My best-dressed professor was named Elaine Hansen.  She taught my Fictions of Gender in the Fourteenth Century class, gave excellent lectures, and made sure we all left knowing how to use the MLA Bibliography.  All of Old English literature can fit on a shelf, she taught us.  All of Middle English can fit in a room.  It’s all the more important to read the criticism when you’ve got so few primary texts.  I had never written an annotated bibliography until I took her class: attempting my first, on the Wife of Bath’s Tale, I was excited to encounter John Alford’s argument that the Clerk and the Wife of Bath didn’t represent the positions of the misogynist and the economically independent woman, but rather logic and rhetoric.  Imagine!

Professor Hansen wore gray wool dresses.  Elegant navy and cream-colored silk scarves.

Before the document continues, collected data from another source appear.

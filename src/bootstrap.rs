// ============================================================================
// Bootstrap : remplissage initial du store
// ============================================================================
// Exécuté une seule fois au démarrage, avant le serveur HTTP :
//
//   store absent ?  ── non ──> rien à faire (Ready)
//        │
//        oui
//        ▼
//   liste des cryptos -> fetch CoinGecko -> resample journalier -> write_all
//
// Aucune isolation des erreurs : un seul échec annule tout le lot, rien n'est
// écrit, et le prochain démarrage recommence depuis le début.
// ============================================================================

use std::collections::BTreeMap;

use anyhow::{Context, Result};
use tracing::{debug, info};

use crate::api::PriceHistorySource;
use crate::config::Config;
use crate::models::{load_asset_list, resample_daily, DailySeries};
use crate::store::ParquetStore;

/// Résultat du bootstrap
#[derive(Debug, Clone, Copy, PartialEq, Eq)]
pub enum BootstrapOutcome {
    /// Le store existait déjà : aucun appel réseau
    AlreadyPopulated,

    /// Le store vient d'être créé avec `assets` cryptos
    Populated { assets: usize },
}

/// Passe l'application de l'état "non initialisé" à "prête"
///
/// CONCEPT RUST : Generics avec trait bound
/// - S: PriceHistorySource accepte CoinGecko en production, une source en
///   mémoire dans les tests
/// - Monomorphisation : pas de coût d'appel dynamique
pub async fn bootstrap<S>(config: &Config, source: &S, store: &ParquetStore) -> Result<BootstrapOutcome>
where
    S: PriceHistorySource,
{
    if store.exists() {
        info!(path = %store.path().display(), "Store already present, skipping fetch");
        return Ok(BootstrapOutcome::AlreadyPopulated);
    }

    info!(path = %store.path().display(), "Store absent, fetching price history");
    let assets = load_asset_list(&config.asset_list_path)?;

    let mut all_series: BTreeMap<String, DailySeries> = BTreeMap::new();

    // Chargement séquentiel : une crypto après l'autre
    for (i, asset) in assets.iter().enumerate() {
        debug!(asset = %asset, progress = i + 1, total = assets.len(), "Fetching asset");

        let samples = source
            .fetch_price_history(asset, &config.vs_currency, config.days)
            .await
            .with_context(|| format!("Échec du chargement de {}", asset))?;

        let daily = resample_daily(&samples);
        info!(asset = %asset, samples = samples.len(), days = daily.len(), "Asset resampled");

        // Un doublon dans la liste est rechargé : la dernière version gagne
        all_series.insert(asset.clone(), daily);
    }

    store.write_all(&all_series)?;

    let count = all_series.len();
    info!(assets = count, "Bootstrap complete");
    Ok(BootstrapOutcome::Populated { assets: count })
}

// ============================================================================
// Tests unitaires
// ============================================================================

#[cfg(test)]
mod tests {
    use super::*;
    use crate::models::PriceSample;
    use chrono::{Duration, TimeZone, Utc};
    use std::path::Path;
    use std::sync::Mutex;

    /// Source en mémoire qui enregistre chaque appel
    #[derive(Default)]
    struct RecordingSource {
        calls: Mutex<Vec<String>>,
        failing: Option<String>,
        empty: Option<String>,
    }

    impl RecordingSource {
        fn failing_on(asset: &str) -> Self {
            Self {
                failing: Some(asset.to_string()),
                ..Self::default()
            }
        }

        fn empty_for(asset: &str) -> Self {
            Self {
                empty: Some(asset.to_string()),
                ..Self::default()
            }
        }

        fn calls(&self) -> Vec<String> {
            self.calls.lock().unwrap().clone()
        }
    }

    impl PriceHistorySource for RecordingSource {
        async fn fetch_price_history(
            &self,
            asset: &str,
            _vs_currency: &str,
            days: u32,
        ) -> Result<Vec<PriceSample>> {
            self.calls.lock().unwrap().push(asset.to_string());

            if self.failing.as_deref() == Some(asset) {
                anyhow::bail!("unknown coin id: {}", asset);
            }
            if self.empty.as_deref() == Some(asset) {
                return Ok(Vec::new());
            }

            // Deux points par jour : seul le second doit survivre au resample
            let start = Utc.with_ymd_and_hms(2024, 1, 1, 0, 0, 0).unwrap();
            let samples = (0..i64::from(days))
                .flat_map(|d| {
                    let day = start + Duration::days(d);
                    [
                        PriceSample::new(day + Duration::hours(1), d as f64),
                        PriceSample::new(day + Duration::hours(23), d as f64 + 0.5),
                    ]
                })
                .collect();
            Ok(samples)
        }
    }

    fn test_config(dir: &Path, assets: &str) -> Config {
        let asset_list_path = dir.join("cryptocurrencies.txt");
        std::fs::write(&asset_list_path, assets).unwrap();

        Config {
            asset_list_path,
            store_path: dir.join("crypto_data.parquet"),
            days: 5,
            ..Config::default()
        }
    }

    #[tokio::test]
    async fn test_bootstrap_fetches_once_then_skips() {
        let dir = tempfile::tempdir().unwrap();
        let config = test_config(dir.path(), "bitcoin\nethereum\n");
        let store = ParquetStore::new(&config.store_path);

        let source = RecordingSource::default();
        let outcome = bootstrap(&config, &source, &store).await.unwrap();

        assert_eq!(outcome, BootstrapOutcome::Populated { assets: 2 });
        assert_eq!(source.calls(), vec!["bitcoin", "ethereum"]);
        assert!(store.exists());
        assert_eq!(store.list_keys().unwrap(), vec!["bitcoin", "ethereum"]);

        let btc = store.read("bitcoin").unwrap().unwrap();
        assert_eq!(btc.len(), 5);
        assert_eq!(btc.last().unwrap().price, 4.5);

        // Second démarrage : store présent, zéro fetch
        let second = RecordingSource::default();
        let outcome = bootstrap(&config, &second, &store).await.unwrap();

        assert_eq!(outcome, BootstrapOutcome::AlreadyPopulated);
        assert!(second.calls().is_empty());
    }

    #[tokio::test]
    async fn test_one_failure_aborts_whole_batch() {
        let dir = tempfile::tempdir().unwrap();
        let config = test_config(dir.path(), "bitcoin\nnot-a-coin\nethereum\n");
        let store = ParquetStore::new(&config.store_path);

        let source = RecordingSource::failing_on("not-a-coin");
        let result = bootstrap(&config, &source, &store).await;

        assert!(result.is_err());
        assert_eq!(source.calls(), vec!["bitcoin", "not-a-coin"]);
        assert!(!store.exists());

        // Le démarrage suivant recommence tout le lot
        let retry = RecordingSource::default();
        bootstrap(&config, &retry, &store).await.unwrap();
        assert_eq!(retry.calls(), vec!["bitcoin", "not-a-coin", "ethereum"]);
    }

    #[tokio::test]
    async fn test_empty_history_is_stored_as_empty_series() {
        let dir = tempfile::tempdir().unwrap();
        let config = test_config(dir.path(), "bitcoin
newcoin
");
        let store = ParquetStore::new(&config.store_path);

        let source = RecordingSource::empty_for("newcoin");
        let outcome = bootstrap(&config, &source, &store).await.unwrap();

        assert_eq!(outcome, BootstrapOutcome::Populated { assets: 2 });
        assert_eq!(store.list_keys().unwrap(), vec!["bitcoin", "newcoin"]);

        let newcoin = store.read("newcoin").unwrap().unwrap();
        assert!(newcoin.is_empty());
        assert_eq!(store.read("bitcoin").unwrap().unwrap().len(), 5);
    }

    #[tokio::test]
    async fn test_missing_asset_list_is_fatal() {
        let dir = tempfile::tempdir().unwrap();
        let config = Config {
            asset_list_path: dir.path().join("absent.txt"),
            store_path: dir.path().join("crypto_data.parquet"),
            ..Config::default()
        };
        let store = ParquetStore::new(&config.store_path);

        let source = RecordingSource::default();
        assert!(bootstrap(&config, &source, &store).await.is_err());
        assert!(source.calls().is_empty());
        assert!(!store.exists());
    }

    #[tokio::test]
    async fn test_duplicates_are_fetched_each_time() {
        let dir = tempfile::tempdir().unwrap();
        let config = test_config(dir.path(), "bitcoin\n\nbitcoin\n");
        let store = ParquetStore::new(&config.store_path);

        let source = RecordingSource::default();
        let outcome = bootstrap(&config, &source, &store).await.unwrap();

        assert_eq!(source.calls(), vec!["bitcoin", "bitcoin"]);
        assert_eq!(outcome, BootstrapOutcome::Populated { assets: 1 });
    }
}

Her short hair swept so briskly, so optimistically, up from her forehead that when arthritis meds thinned my chignon years later, I tried to recall—and replicate—her cut.  She looked so professional that we thought she dressed like that all the time, until my friends and I saw her at the Borders, standing in the children’s section with two little girls.

“Have you ever seen her off campus?” I whispered.

“Never!” said Chaia.

Meighan stared.  “She owns sweatpants?”

Elaine Huttle Hansen, 2011. Copyright Cade Martin, 2011.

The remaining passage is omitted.